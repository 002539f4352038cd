use std::{net::IpAddr, time::Duration};

use clap::{ArgAction, ArgGroup, Parser};
use log::LevelFilter;

use crate::{
    auth::AuthMode,
    directory::LdapSettings,
    session::{SessionTokens, MIN_SECRET_LEN},
};

#[derive(Parser, Debug)]
#[command(version, about)]
#[command(group(ArgGroup::new("user-base").required(true).multiple(true).args(&["ldap_base_dn", "ldap_user_base"])))]
pub struct Options {
    /// Increase logs verbosity (Error (default), Warn, Info, Debug, Trace).
    #[arg(short = 'v', long = "verbose", action = ArgAction::Count)]
    pub log_level: u8,
    /// HTTP listening address.
    #[arg(short = 'a', long, env = "LISTEN_ADDRESS", default_value = "127.0.0.1")]
    pub address: IpAddr,
    /// HTTP listening port.
    #[arg(short = 'p', long, env = "LISTEN_PORT", default_value = "8000")]
    pub port: u16,
    /// How /auth decides: signed session cookie or Basic authorization header.
    #[arg(short = 'm', long, env = "AUTH_MODE", value_enum, default_value = "cookie")]
    pub auth_mode: AuthMode,
    /// URI of the LDAP server used to authenticate users.
    #[arg(short = 'l', long, env = "LDAP_SERVER")]
    pub ldap_server: String,
    /// Directory base DN, users are searched under ou=users of it unless --ldap-user-base is set.
    #[arg(long, env = "LDAP_BASE_DN")]
    pub ldap_base_dn: Option<String>,
    /// Subtree searched for user entries.
    #[arg(long, env = "LDAP_USER_BASE")]
    pub ldap_user_base: Option<String>,
    /// Service account DN used to search users.
    #[arg(long, env = "LDAP_BIND_DN")]
    pub ldap_bind_dn: String,
    /// Service account password used to search users.
    #[arg(long, env = "LDAP_BIND_PASSWORD", hide_env_values = true)]
    pub ldap_bind_password: String,
    /// Connection and operation timeout of every LDAP round-trip.
    #[arg(long, env = "LDAP_TIMEOUT", default_value = "5s", value_parser = humantime::parse_duration)]
    pub ldap_timeout: Duration,
    /// Session token signing secret (at least 32 bytes), shared by every instance. Required in cookie mode.
    #[arg(short = 's', long, env = "SESSION_SECRET", hide_env_values = true)]
    pub session_secret: Option<String>,
    /// Session token and cookie lifetime.
    #[arg(short = 'L', long, env = "SESSION_LIFETIME", default_value = "2h", value_parser = humantime::parse_duration)]
    pub session_lifetime: Duration,
    /// Name of the session cookie.
    #[arg(short = 'c', long, env = "COOKIE_NAME", default_value = "ldap_gate_session")]
    pub cookie_name: String,
    /// Location used after login when no redirect query parameter is given.
    #[arg(short = 'r', long, env = "DEFAULT_REDIRECT", default_value = "/")]
    pub default_redirect: String,
    /// Realm announced in Basic authentication challenges.
    #[arg(long, env = "AUTH_REALM", default_value = "ldap-gate")]
    pub realm: String,
    /// Return directory failure details from /auth and /validate (operators only).
    #[arg(long)]
    pub expose_error_details: bool,
    /// CSS color used in the login page.
    #[arg(short = 'T', long, default_value = "#667eea")]
    pub theme: String,
}

impl Options {
    pub fn log_level(&self) -> LevelFilter {
        use LevelFilter::*;
        match self.log_level {
            0 => Error,
            1 => Warn,
            2 => Info,
            3 => Debug,
            _ => Trace,
        }
    }

    pub fn user_base(&self) -> String {
        match (&self.ldap_user_base, &self.ldap_base_dn) {
            (Some(user_base), _) => user_base.clone(),
            (None, Some(base_dn)) => format!("ou=users,{}", base_dn),
            (None, None) => String::new(),
        }
    }

    pub fn ldap_settings(&self) -> LdapSettings {
        LdapSettings {
            address: self.ldap_server.clone(),
            user_base: self.user_base(),
            bind_dn: self.ldap_bind_dn.clone(),
            bind_password: self.ldap_bind_password.clone(),
            timeout: self.ldap_timeout,
        }
    }

    pub fn session_tokens(&self) -> Result<SessionTokens, String> {
        let secret = self
            .session_secret
            .as_deref()
            .ok_or("a session secret is required in cookie mode")?;
        SessionTokens::new(secret.as_bytes(), self.session_lifetime).ok_or_else(|| {
            format!(
                "session secret must be at least {} bytes and session lifetime non-zero",
                MIN_SECRET_LEN
            )
        })
    }
}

◆ **Problem to solve**: Every line where "Debug" appears must be returned from the listing above.

◆ **Task output**:
#[derive(Parser, Debug)]
    /// Increase logs verbosity (Error (default), Warn, Info, Debug, Trace).
            3 => Debug,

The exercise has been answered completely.